The case for building internal capacity is stronger for plans that expect to expand rapidly across multiple markets in the first two to three years. Plans that intend to enter three or more new markets annually will benefit from internal network development capabilities that can be deployed across those markets without the overhead of repeated consultant engagement cycles.

Delegated Credentialing in a First-Year Build

Delegated credentialing — where the plan delegates credentialing authority to a hospital, IPA, or medical group that performs primary source verification on the plan's behalf — is an attractive option for first-year builds because it allows the plan to credit credentialing completed by an established organization rather than building credentialing infrastructure from scratch.

The pros of delegated credentialing for new plans are real: faster credentialing turnaround, reduced administrative burden, and the ability to count providers credentialed by a trusted delegated entity without maintaining a full credentialing operation. The cons are equally real: the plan remains fully responsible for the accuracy of delegated credentialing and must conduct oversight audits of the delegated entity; delegated credentialing relationships require their own contracting and setup time; and not all providers are credentialed through entities willing to accept delegation from a new, unknown plan.

For first-year builds, a hybrid approach often works best: use delegated credentialing for providers affiliated with large hospital systems or IPAs that have established NCQA-certified credentialing programs, while building direct credentialing capacity for independent providers and small practices that aren't affiliated with a delegatable entity.

First-Year Gap Notice Risk and How to Reduce It

New plans have statistically higher gap notice rates than established plans in their first benefit year. The reasons are structural: new plans are more likely to have providers fall out of the network after filing (because the relationship is new and the provider didn't prioritize the contract), more likely to have credentialing errors (because the credentialing process is new), and more likely to have directory errors (because the directory infrastructure is being built from scratch).
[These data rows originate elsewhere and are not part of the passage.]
//! プロンプト生成モジュール
//!
//! セッションレポート用のマスタープロンプトに、絞り込み済みトーク・参加者・
//! 議事メモを差し込んで生成APIへ渡す指示文を作る。
//! - DEFAULT_MASTER_PROMPT: 組み込みテンプレート
//! - render_prompt: 差し込み領域の置換
//! - count_talk_blocks: 指示文に含まれるトークブロック数

use crate::error::{Error, Result};
use crate::types::{Attendee, LightningTalk, ReportPayload};

/// 差し込み領域マーカー
pub const REGION_SESSION_NAME: &str = "{{SESSION_NAME}}";
pub const REGION_TALK_COUNT: &str = "{{TALK_COUNT}}";
pub const REGION_LIGHTNING_TALKS: &str = "{{LIGHTNING_TALKS}}";
pub const REGION_ATTENDEES: &str = "{{ATTENDEES}}";
pub const REGION_NOTES: &str = "{{NOTES}}";

/// テンプレートに必須の領域
pub const REQUIRED_REGIONS: &[&str] = &[
    REGION_LIGHTNING_TALKS,
    REGION_ATTENDEES,
    REGION_NOTES,
];

/// 参加者リストがない場合の固定文言
pub const ATTENDEES_UNAVAILABLE: &str = "Attendees list not available";

/// 議事メモがない場合の固定文言
pub const NOTES_UNAVAILABLE: &str = "No discussion notes were provided. Derive the Discussion Summary and Outcomes from the lightning talk abstracts only.";

/// トークブロックの見出し（件数検証にも使う）
pub const TALK_BLOCK_HEADER: &str = "### Lightning Talk ";

/// レポートの固定セクション
pub const REPORT_SECTIONS: &[&str] = &[
    "Abstract",
    "Introduction",
    "Lightning Talks Overview",
    "Discussion Summary",
    "Outcomes",
    "Appendix A",
    "Appendix B",
];

/// 組み込みマスタープロンプト
pub const DEFAULT_MASTER_PROMPT: &str = r#"You are preparing the official session report for the breakout session "{{SESSION_NAME}}".

Write the report in Markdown using exactly these section headings, in this order:

## Abstract
A single paragraph (150-200 words) summarizing the purpose, the talks and the main outcomes of the session.

## Introduction
Describe the session's scope and why it matters to the community.

## Lightning Talks Overview
Synthesize the themes across all {{TALK_COUNT}} lightning talks listed below. Refer to speakers by name and institution.

## Discussion Summary
Summarize the discussion using the notes provided below.

## Outcomes
List concrete outcomes, open challenges and proposed next steps.

## Appendix A: Attendees
Reproduce the attendee table below exactly as given.

## Appendix B: Lightning Talks
For every one of the {{TALK_COUNT}} lightning talks below, reproduce its title, author, institution and full abstract.
Include every talk. Do not merge, shorten or skip talks, and do not say "omitted for brevity".

---

# Lightning Talks ({{TALK_COUNT}})

{{LIGHTNING_TALKS}}

# Attendees

{{ATTENDEES}}

# Discussion Notes

{{NOTES}}
"#;

/// 1件のトークブロック
fn render_talk(index: usize, total: usize, talk: &LightningTalk) -> String {
    format!(
        "{header}{index} of {total}\n\
         Title: {title}\n\
         Author: {author}\n\
         Institution: {institution}\n\
         Abstract:\n{abstract_text}\n",
        header = TALK_BLOCK_HEADER,
        index = index,
        total = total,
        title = talk.title,
        author = talk.author,
        institution = talk.institution,
        abstract_text = talk.abstract_text,
    )
}

/// 参加者テーブル（Markdown）。リストなし・空の場合は固定文言
fn render_attendees(attendees: Option<&[Attendee]>) -> String {
    match attendees {
        Some(list) if !list.is_empty() => {
            let mut table = String::from("| Name | Organization |\n|------|--------------|\n");
            for a in list {
                table.push_str(&format!("| {} | {} |\n", a.full_name(), a.organization));
            }
            table
        }
        _ => ATTENDEES_UNAVAILABLE.to_string(),
    }
}

/// テンプレートの `{{NAME}}` を1パスで置換する
///
/// 差し込んだ値の中にマーカー文字列があっても再置換しない。未知のマーカーはそのまま残す。
fn substitute(template: &str, values: &[(&str, &str)]) -> String {
    let mut out = String::with_capacity(template.len());
    let mut rest = template;

    while let Some(start) = rest.find("{{") {
        out.push_str(&rest[..start]);
        let candidate = &rest[start..];

        let replaced = values
            .iter()
            .find(|(marker, _)| candidate.starts_with(marker));

        match replaced {
            Some((marker, value)) => {
                out.push_str(value);
                rest = &candidate[marker.len()..];
            }
            None => {
                out.push_str("{{");
                rest = &candidate[2..];
            }
        }
    }

    out.push_str(rest);
    out
}

/// マスタープロンプトを描画
///
/// # Arguments
/// * `template` - 差し込み領域を含むテンプレート
/// * `session` - 確定したセッション名
/// * `talks` - 絞り込み済みトーク（全件を省略せず埋め込む）
/// * `attendees` - 参加者（なしの場合は固定文言）
/// * `notes` - 議事メモ（なしの場合は固定文言）
///
/// # Returns
/// 生成APIへ渡す指示文
pub fn render_prompt(
    template: &str,
    session: &str,
    talks: &[LightningTalk],
    attendees: Option<&[Attendee]>,
    notes: Option<&str>,
) -> Result<ReportPayload> {
    if let Some(missing) = REQUIRED_REGIONS.iter().find(|r| !template.contains(*r)) {
        return Err(Error::MissingTemplateRegion(*missing));
    }

    let total = talks.len();
    let talk_blocks = talks
        .iter()
        .enumerate()
        .map(|(i, t)| render_talk(i + 1, total, t))
        .collect::<Vec<_>>()
        .join("\n");
    let attendee_region = render_attendees(attendees);
    let notes_region = match notes.map(str::trim) {
        Some(n) if !n.is_empty() => n.to_string(),
        _ => NOTES_UNAVAILABLE.to_string(),
    };
    let count = total.to_string();

    let text = substitute(
        template,
        &[
            (REGION_SESSION_NAME, session),
            (REGION_TALK_COUNT, &count),
            (REGION_LIGHTNING_TALKS, &talk_blocks),
            (REGION_ATTENDEES, &attendee_region),
            (REGION_NOTES, &notes_region),
        ],
    );

    Ok(ReportPayload::new(text, total))
}

/// 指示文に含まれるトークブロック数
pub fn count_talk_blocks(payload: &str) -> usize {
    payload
        .lines()
        .filter(|line| line.starts_with(TALK_BLOCK_HEADER))
        .count()
}

/// 指示文から参加者領域を抜き出す（"# Attendees" 見出しの次から "# Discussion Notes" まで）
pub fn attendee_region(payload: &str) -> Option<&str> {
    let start = payload.find("\n# Attendees\n")? + "\n# Attendees\n".len();
    let end = payload[start..]
        .find("\n# Discussion Notes")
        .map(|i| start + i)
        .unwrap_or(payload.len());
    Some(payload[start..end].trim())
}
Reducing first-year gap notice risk requires specific mitigations applied to each of these structural vulnerabilities. To reduce post-filing provider fallout, lock your adequacy buffer significantly higher than threshold — file with 15% to 20% above the required adequacy percentage so that losing a provider doesn't immediately erode below threshold. To reduce credentialing errors, implement a final credentialing verification audit before adequacy calculations are finalized. To reduce directory errors, conduct a provider directory accuracy audit in the 30 days before filing — call a sample of providers to verify that the directory information is accurate and that the provider is actively seeing plan members.

Provider Communication and Directory Setup for Launch Day

A network that exists on paper is not the same as a network that is operationally ready to serve members. Launch day readiness requires that every contracted provider knows they are in-network, knows how to verify member eligibility, knows the plan's claims submission requirements, and is listed accurately in the member-facing provider directory.

Provider communication for a new plan launch should include: a welcome communication to all contracted providers with the plan's effective date, claims submission information, and key contact numbers; a provider portal or EDI enrollment for electronic claims submission; and a dedicated provider services phone line staffed and ready before the first member enrolls.

The provider directory — the member-facing tool that allows enrolled members to find in-network providers — is a CMS compliance obligation as well as a member experience requirement. First-year plans that launch with an inaccurate directory face both member complaints and CMS directory accuracy scrutiny. Directory accuracy starts with clean data at contracting and credentialing — the directory can only be as accurate as the underlying provider records that feed it.